Ja und ja! Hunde können eindeutig denken und haben auch ein Bewusstsein. Ein Hund weiß um seine eigenen Handlungen. Dies wird in „Macho oder Mimose“ auch bewiesen. Auf Seite 212 wird gezeigt, wie der Hund den Spiegel als Werkzeug benutzen kann. Er versteht bei diesem Experiment, dass eine Lichtreflektion im Spiegel zu sehen ist und kommt so nach einigen Anläufen an sein Futter.

Intelligenztests, Persönlichkeitstests, Lernübungen, das Bewusstsein des Hundes sowie Umwelteinflüsse auf den Hund werden in ihrem Buch „Macho oder Mimose“ thematisiert. Warum ist es so wichtig, seinen Hund individuell und nicht rassenspezifisch zu behandeln?
Man kann einen Hund nicht nur auf die gewonnenen Erfahrungen mit den Tests reduzieren. Die Tests in meinem Buch müssen natürlich immer als Orientierungshilfe zur Persönlichkeit des Hundes verstanden werden. Trotzdem können die Tests helfen, den eigenen Hund besser zu verstehen. Um einen Hund gerecht zu behandeln, muss man ihn kennen. Meine beiden Bernhardiner (der eine ist leider kürzlich verstorben) hatten beispielsweise auch sehr unterschiedliche Persönlichkeiten. Während die Hündin es liebte, unter vielen Menschen zu sein, zieht sich der Rüde lieber zurück. Hier erkennt man ganz deutlich: Es handelt sich um die gleiche Rasse, aber um zwei unterschiedliche Persönlichkeiten.

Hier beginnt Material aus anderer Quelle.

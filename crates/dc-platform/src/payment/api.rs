//! Payments API
//!
//! Checkout session creation and the confirmation call made after the
//! processor redirects back.

use axum::{extract::State, Json};
use std::sync::Arc;
use utoipa_axum::{router::OpenApiRouter, routes};

use crate::booking::repository::BookingRepository;
use crate::decoration::repository::DecorationRepository;
use crate::payment::gateway::PaymentGateway;
use crate::payment::operations::{
    CheckoutSettings, CheckoutStarted, ConfirmPaymentCommand, ConfirmPaymentUseCase,
    CreateCheckoutSessionCommand, CreateCheckoutSessionUseCase, PaymentConfirmed,
};
use crate::shared::error::PlatformError;
use crate::usecase::{ExecutionContext, UseCaseResult};

#[derive(Clone)]
pub struct PaymentsState {
    pub checkout_use_case: Arc<CreateCheckoutSessionUseCase>,
    pub confirm_use_case: Arc<ConfirmPaymentUseCase>,
}

impl PaymentsState {
    pub fn new(
        gateway: Arc<dyn PaymentGateway>,
        settings: CheckoutSettings,
        decorations: Arc<dyn DecorationRepository>,
        bookings: Arc<dyn BookingRepository>,
    ) -> Self {
        Self {
            checkout_use_case: Arc::new(CreateCheckoutSessionUseCase::new(gateway.clone(), settings)),
            confirm_use_case: Arc::new(ConfirmPaymentUseCase::new(gateway, decorations, bookings)),
        }
    }
}

/// Start a hosted checkout for a decoration
#[utoipa::path(
    post,
    path = "/create-checkout-session",
    tag = "payments",
    request_body = CreateCheckoutSessionCommand,
    responses(
        (status = 200, description = "Redirect URL for the hosted checkout", body = CheckoutStarted),
        (status = 400, description = "Validation error"),
        (status = 500, description = "Payment gateway error")
    )
)]
pub async fn create_checkout_session(
    State(state): State<PaymentsState>,
    Json(command): Json<CreateCheckoutSessionCommand>,
) -> Result<Json<CheckoutStarted>, PlatformError> {
    match state.checkout_use_case.execute(command, ExecutionContext::anonymous()).await {
        UseCaseResult::Success(started) => Ok(Json(started)),
        UseCaseResult::Failure(err) => Err(err.into()),
    }
}

/// Confirm a checkout session and record the booking
#[utoipa::path(
    post,
    path = "/payment-success",
    tag = "payments",
    request_body = ConfirmPaymentCommand,
    responses(
        (status = 200, description = "Confirmed; `created` is false when nothing changed", body = PaymentConfirmed),
        (status = 404, description = "Session id missing or unknown"),
        (status = 500, description = "Payment gateway error")
    )
)]
pub async fn confirm_payment(
    State(state): State<PaymentsState>,
    Json(command): Json<ConfirmPaymentCommand>,
) -> Result<Json<PaymentConfirmed>, PlatformError> {
    match state.confirm_use_case.execute(command, ExecutionContext::anonymous()).await {
        UseCaseResult::Success(confirmed) => Ok(Json(confirmed)),
        UseCaseResult::Failure(err) => Err(err.into()),
    }
}

/// Create payments router
pub fn payments_router(state: PaymentsState) -> OpenApiRouter {
    OpenApiRouter::new()
        .routes(routes!(create_checkout_session))
        .routes(routes!(confirm_payment))
        .with_state(state)
}
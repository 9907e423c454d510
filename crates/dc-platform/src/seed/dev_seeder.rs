//! Development Data Seeder
//!
//! Seeds a small catalogue and one user per role so a fresh database can be
//! exercised straight away. Works against either store backend.
//!
//! Seeded accounts (pair them with static tokens in development):
//!   Admin:     admin@decora.local
//!   Decorator: decorator@decora.local (Dhaka / Dhaka)
//!   Customer:  customer@decora.local

use rust_decimal::Decimal;
use tracing::info;

use crate::decoration::entity::{Decoration, DecorationFilter};
use crate::shared::error::Result;
use crate::shared::stores::Repositories;
use crate::user::entity::{ContactDetails, User, UserRole};
use crate::user::repository::LoginOutcome;

pub const ADMIN_EMAIL: &str = "admin@decora.local";
pub const DECORATOR_EMAIL: &str = "decorator@decora.local";
pub const CUSTOMER_EMAIL: &str = "customer@decora.local";

/// Development data seeder
pub struct DevDataSeeder {
    repos: Repositories,
}

impl DevDataSeeder {
    pub fn new(repos: Repositories) -> Self {
        Self { repos }
    }

    /// Seed all development data. Existing records are left alone.
    pub async fn seed(&self) -> Result<()> {
        info!("=== DEV DATA SEEDER ===");

        self.seed_users().await?;
        self.seed_decorations().await?;

        info!("Development data seeded");
        info!("  Admin:     {}", ADMIN_EMAIL);
        info!("  Decorator: {}", DECORATOR_EMAIL);
        info!("  Customer:  {}", CUSTOMER_EMAIL);
        info!("=======================");

        Ok(())
    }

    async fn seed_users(&self) -> Result<()> {
        let now = chrono::Utc::now().to_rfc3339();
        let users = &self.repos.users;

        for (email, name) in [
            (ADMIN_EMAIL, "Dev Admin"),
            (DECORATOR_EMAIL, "Dev Decorator"),
            (CUSTOMER_EMAIL, "Dev Customer"),
        ] {
            if let LoginOutcome::Created(id) = users.record_login(&User::new(email).with_name(name), &now).await? {
                info!(email, id = %id, "Created user");
            }
        }

        users.update_role(ADMIN_EMAIL, UserRole::Admin).await?;

        let contact = ContactDetails {
            phone: "01700000000".to_string(),
            division: "Dhaka".to_string(),
            district: "Dhaka".to_string(),
        };
        users.promote_to_decorator(DECORATOR_EMAIL, &contact).await?;

        Ok(())
    }

    async fn seed_decorations(&self) -> Result<()> {
        let decorations = &self.repos.decorations;
        if !decorations.find(&DecorationFilter::default()).await?.is_empty() {
            return Ok(());
        }

        let catalogue = [
            Decoration::new("Classic Wedding Stage", "wedding", Decimal::new(1500, 0))
                .with_description("Floral stage backdrop with lighting"),
            Decoration::new("Birthday Balloon Arch", "birthday", Decimal::new(12050, 2))
                .with_description("Balloon arch and table setup"),
            Decoration::new("Home Festive Lights", "home", Decimal::new(300, 0)),
        ];

        for decoration in &catalogue {
            let id = decorations.insert(decoration).await?;
            info!(name = %decoration.name, id = %id, "Created decoration");
        }

        Ok(())
    }
}

#[cfg(test)]
mod tests {
    use super::*;

    #[tokio::test]
    async fn test_seed_is_idempotent() {
        let repos = Repositories::in_memory();
        let seeder = DevDataSeeder::new(repos.clone());

        seeder.seed().await.unwrap();
        seeder.seed().await.unwrap();

        assert_eq!(repos.users.find_all().await.unwrap().len(), 3);
        assert_eq!(repos.decorations.find(&DecorationFilter::default()).await.unwrap().len(), 3);

        let admin = repos.users.find_by_email(ADMIN_EMAIL).await.unwrap().unwrap();
        assert!(admin.is_admin());

        let decorators = repos.users.find_decorators(Some("Dhaka"), Some("Dhaka")).await.unwrap();
        assert_eq!(decorators.len(), 1);
        assert_eq!(decorators[0].email, DECORATOR_EMAIL);
    }
}
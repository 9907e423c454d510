//! Stripe Checkout
//!
//! Talks to the Stripe REST API directly: form-encoded requests, JSON
//! responses, secret key as bearer credential.

use async_trait::async_trait;
use serde::Deserialize;
use std::collections::BTreeMap;
use std::time::Duration;
use tracing::{debug, warn};

use crate::payment::gateway::{
    CheckoutSession, CheckoutSessionRequest, CheckoutStatus, PaymentGateway, SessionOutcome,
};
use crate::shared::error::{PlatformError, Result};

#[derive(Debug, Clone)]
pub struct StripeConfig {
    pub secret_key: String,
    /// `https://api.stripe.com` unless pointed at a mock
    pub api_base: String,
    pub timeout: Duration,
}

pub struct StripeGateway {
    http_client: reqwest::Client,
    config: StripeConfig,
}

#[derive(Debug, Deserialize)]
struct StripeSession {
    id: String,
    #[serde(default)]
    url: Option<String>,
    #[serde(default)]
    status: Option<CheckoutStatus>,
    #[serde(default)]
    payment_status: Option<String>,
    #[serde(default)]
    payment_intent: Option<String>,
    #[serde(default)]
    amount_total: Option<i64>,
    #[serde(default)]
    currency: Option<String>,
    #[serde(default)]
    customer_email: Option<String>,
    #[serde(default)]
    customer_details: Option<StripeCustomerDetails>,
    #[serde(default)]
    metadata: BTreeMap<String, String>,
}

#[derive(Debug, Deserialize)]
struct StripeCustomerDetails {
    #[serde(default)]
    email: Option<String>,
}

#[derive(Debug, Deserialize)]
struct StripeErrorBody {
    error: StripeErrorDetail,
}

#[derive(Debug, Deserialize)]
struct StripeErrorDetail {
    #[serde(default)]
    message: Option<String>,
}

impl From<StripeSession> for SessionOutcome {
    fn from(session: StripeSession) -> Self {
        let customer_email = session.customer_email.or_else(|| {
            session.customer_details.and_then(|details| details.email)
        });
        Self {
            id: session.id,
            status: session.status,
            payment_status: session.payment_status,
            payment_intent: session.payment_intent,
            amount_total: session.amount_total,
            currency: session.currency,
            customer_email,
            metadata: session.metadata,
        }
    }
}

/// Flatten a session request into Stripe's bracketed form fields
fn session_form(request: &CheckoutSessionRequest) -> Vec<(String, String)> {
    let item = &request.line_item;
    let mut form = vec![
        ("mode".to_string(), "payment".to_string()),
        ("line_items[0][price_data][currency]".to_string(), request.currency.clone()),
        ("line_items[0][price_data][unit_amount]".to_string(), item.unit_amount.to_string()),
        ("line_items[0][price_data][product_data][name]".to_string(), item.name.clone()),
        ("line_items[0][quantity]".to_string(), item.quantity.to_string()),
        ("customer_email".to_string(), request.customer_email.clone()),
        ("success_url".to_string(), request.success_url.clone()),
        ("cancel_url".to_string(), request.cancel_url.clone()),
    ];

    if let Some(description) = item.description.as_deref().filter(|d| !d.trim().is_empty()) {
        form.push((
            "line_items[0][price_data][product_data][description]".to_string(),
            description.to_string(),
        ));
    }

    for (key, value) in &request.metadata {
        form.push((format!("metadata[{}]", key), value.clone()));
    }

    form
}

/// Stripe object ids are `prefix_` plus alphanumerics; anything else would
/// change the request path
fn is_session_id(value: &str) -> bool {
    !value.is_empty() && value.chars().all(|c| c.is_ascii_alphanumeric() || c == '_')
}

impl StripeGateway {
    pub fn new(config: StripeConfig) -> Result<Self> {
        let http_client = reqwest::Client::builder()
            .timeout(config.timeout)
            .build()
            .map_err(|e| PlatformError::configuration(format!("Failed to build HTTP client: {}", e)))?;
        Ok(Self { http_client, config })
    }

    fn endpoint(&self, path: &str) -> String {
        format!("{}/v1/{}", self.config.api_base.trim_end_matches('/'), path)
    }

    async fn read_session(&self, response: reqwest::Response, session_id: &str) -> Result<StripeSession> {
        let status = response.status();
        if status == reqwest::StatusCode::NOT_FOUND {
            return Err(PlatformError::not_found("Checkout Session", session_id));
        }
        if !status.is_success() {
            let body = response.text().await.unwrap_or_default();
            let message = serde_json::from_str::<StripeErrorBody>(&body)
                .ok()
                .and_then(|b| b.error.message)
                .unwrap_or(body);
            warn!(status = %status, error = %message, "Stripe request failed");
            return Err(PlatformError::gateway(format!("Stripe returned {}: {}", status, message)));
        }

        response.json().await.map_err(|e| {
            PlatformError::gateway(format!("Failed to parse Stripe response: {}", e))
        })
    }
}

#[async_trait]
impl PaymentGateway for StripeGateway {
    async fn create_session(&self, request: &CheckoutSessionRequest) -> Result<CheckoutSession> {
        let response = self
            .http_client
            .post(self.endpoint("checkout/sessions"))
            .bearer_auth(&self.config.secret_key)
            .form(&session_form(request))
            .send()
            .await
            .map_err(|e| PlatformError::gateway(format!("Stripe request failed: {}", e)))?;

        let session = self.read_session(response, "new").await?;
        debug!(session_id = %session.id, "Created Stripe checkout session");

        let url = session.url.ok_or_else(|| {
            PlatformError::gateway("Stripe checkout session has no redirect URL")
        })?;
        Ok(CheckoutSession { id: session.id, url })
    }

    async fn retrieve_session(&self, session_id: &str) -> Result<SessionOutcome> {
        if !is_session_id(session_id) {
            warn!(session_id = %session_id, "Rejecting malformed checkout session id");
            return Err(PlatformError::not_found("Checkout Session", session_id));
        }

        let response = self
            .http_client
            .get(self.endpoint(&format!("checkout/sessions/{}", session_id)))
            .bearer_auth(&self.config.secret_key)
            .send()
            .await
            .map_err(|e| PlatformError::gateway(format!("Stripe request failed: {}", e)))?;

        let session = self.read_session(response, session_id).await?;
        Ok(session.into())
    }
}

#[cfg(test)]
mod tests {
    use super::*;
    use crate::payment::gateway::LineItem;

    fn request() -> CheckoutSessionRequest {
        let mut metadata = BTreeMap::new();
        metadata.insert("decorationId".to_string(), "64b7f0c2a1b2c3d4e5f60718".to_string());
        metadata.insert("bookingDate".to_string(), "2025-12-20".to_string());
        CheckoutSessionRequest {
            line_item: LineItem {
                name: "Wedding Stage".into(),
                description: Some("Full stage setup".into()),
                unit_amount: 150_000,
                quantity: 1,
            },
            currency: "usd".into(),
            customer_email: "c@example.com".into(),
            metadata,
            success_url: "http://localhost:5173/payment-success?session_id={CHECKOUT_SESSION_ID}".into(),
            cancel_url: "http://localhost:5173/decorations/64b7f0c2a1b2c3d4e5f60718".into(),
        }
    }

    fn field<'a>(form: &'a [(String, String)], key: &str) -> Option<&'a str> {
        form.iter().find(|(k, _)| k == key).map(|(_, v)| v.as_str())
    }

    #[test]
    fn test_session_form_fields() {
        let form = session_form(&request());
        assert_eq!(field(&form, "mode"), Some("payment"));
        assert_eq!(field(&form, "line_items[0][price_data][unit_amount]"), Some("150000"));
        assert_eq!(field(&form, "line_items[0][price_data][product_data][description]"), Some("Full stage setup"));
        assert_eq!(field(&form, "line_items[0][quantity]"), Some("1"));
        assert_eq!(field(&form, "metadata[decorationId]"), Some("64b7f0c2a1b2c3d4e5f60718"));
        assert_eq!(field(&form, "metadata[bookingDate]"), Some("2025-12-20"));
    }

    #[test]
    fn test_blank_description_is_omitted() {
        let mut req = request();
        req.line_item.description = Some("  ".into());
        let form = session_form(&req);
        assert_eq!(field(&form, "line_items[0][price_data][product_data][description]"), None);
    }

    #[test]
    fn test_session_outcome_falls_back_to_customer_details() {
        let session: StripeSession = serde_json::from_value(serde_json::json!({
            "id": "cs_test_1",
            "status": "complete",
            "payment_status": "paid",
            "payment_intent": "pi_123",
            "amount_total": 150000,
            "currency": "usd",
            "customer_email": null,
            "customer_details": { "email": "c@example.com" },
            "metadata": { "decorationId": "abc" }
        }))
        .unwrap();

        let outcome: SessionOutcome = session.into();
        assert!(outcome.is_complete());
        assert_eq!(outcome.customer_email.as_deref(), Some("c@example.com"));
        assert_eq!(outcome.payment_intent.as_deref(), Some("pi_123"));
        assert_eq!(outcome.metadata_value("decorationId"), Some("abc"));
    }

    #[test]
    fn test_endpoint_trims_trailing_slash() {
        let gateway = StripeGateway::new(StripeConfig {
            secret_key: "sk_test".into(),
            api_base: "http://localhost:12111/".into(),
            timeout: Duration::from_secs(5),
        })
        .unwrap();
        assert_eq!(gateway.endpoint("checkout/sessions"), "http://localhost:12111/v1/checkout/sessions");
    }

    #[tokio::test]
    async fn test_malformed_session_id_is_not_found_without_a_request() {
        let gateway = StripeGateway::new(StripeConfig {
            secret_key: "sk_test".into(),
            api_base: "http://127.0.0.1:9".into(),
            timeout: Duration::from_millis(200),
        })
        .unwrap();

        for session_id in ["cs_x/../../customers", "cs_x?expand[]=customer", "cs x", ""] {
            let err = gateway.retrieve_session(session_id).await.unwrap_err();
            assert!(matches!(err, PlatformError::NotFound { .. }), "{session_id}: {err:?}");
        }
        assert!(is_session_id("cs_test_a1B2c3"));
    }
}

Ihr Leitspruch lautet, dass der Hund zwar gut erzogen sein sollte, aber trotzdem seine Persönlichkeit entfalten können muss. Ist das die Kernbotschaft des Buches, die Sie unseren Lesern mit auf den Weg geben möchten?
Sie bringen es auf den Punkt! Meiner Ansicht nach sind gewisse Freiheitsgrade sehr wichtig für den Hund. Wenn der Hund durstig ist, soll er trinken. Wenn er schlafen will, soll er schlafen. Wenn es um Grundbedürfnisse geht, würde ich dem Hund keine Befehle, die ihn davon abhalten, beibringen. Sicher muss er auf gewisse Kommandos hören. Trotzdem muss man auf die Persönlichkeit, die Stärken und die Schwächen des Hundes Rücksicht nehmen. Nur so kann ein harmonisches Zusammenleben zwischen Mensch und Tier ermöglicht werden.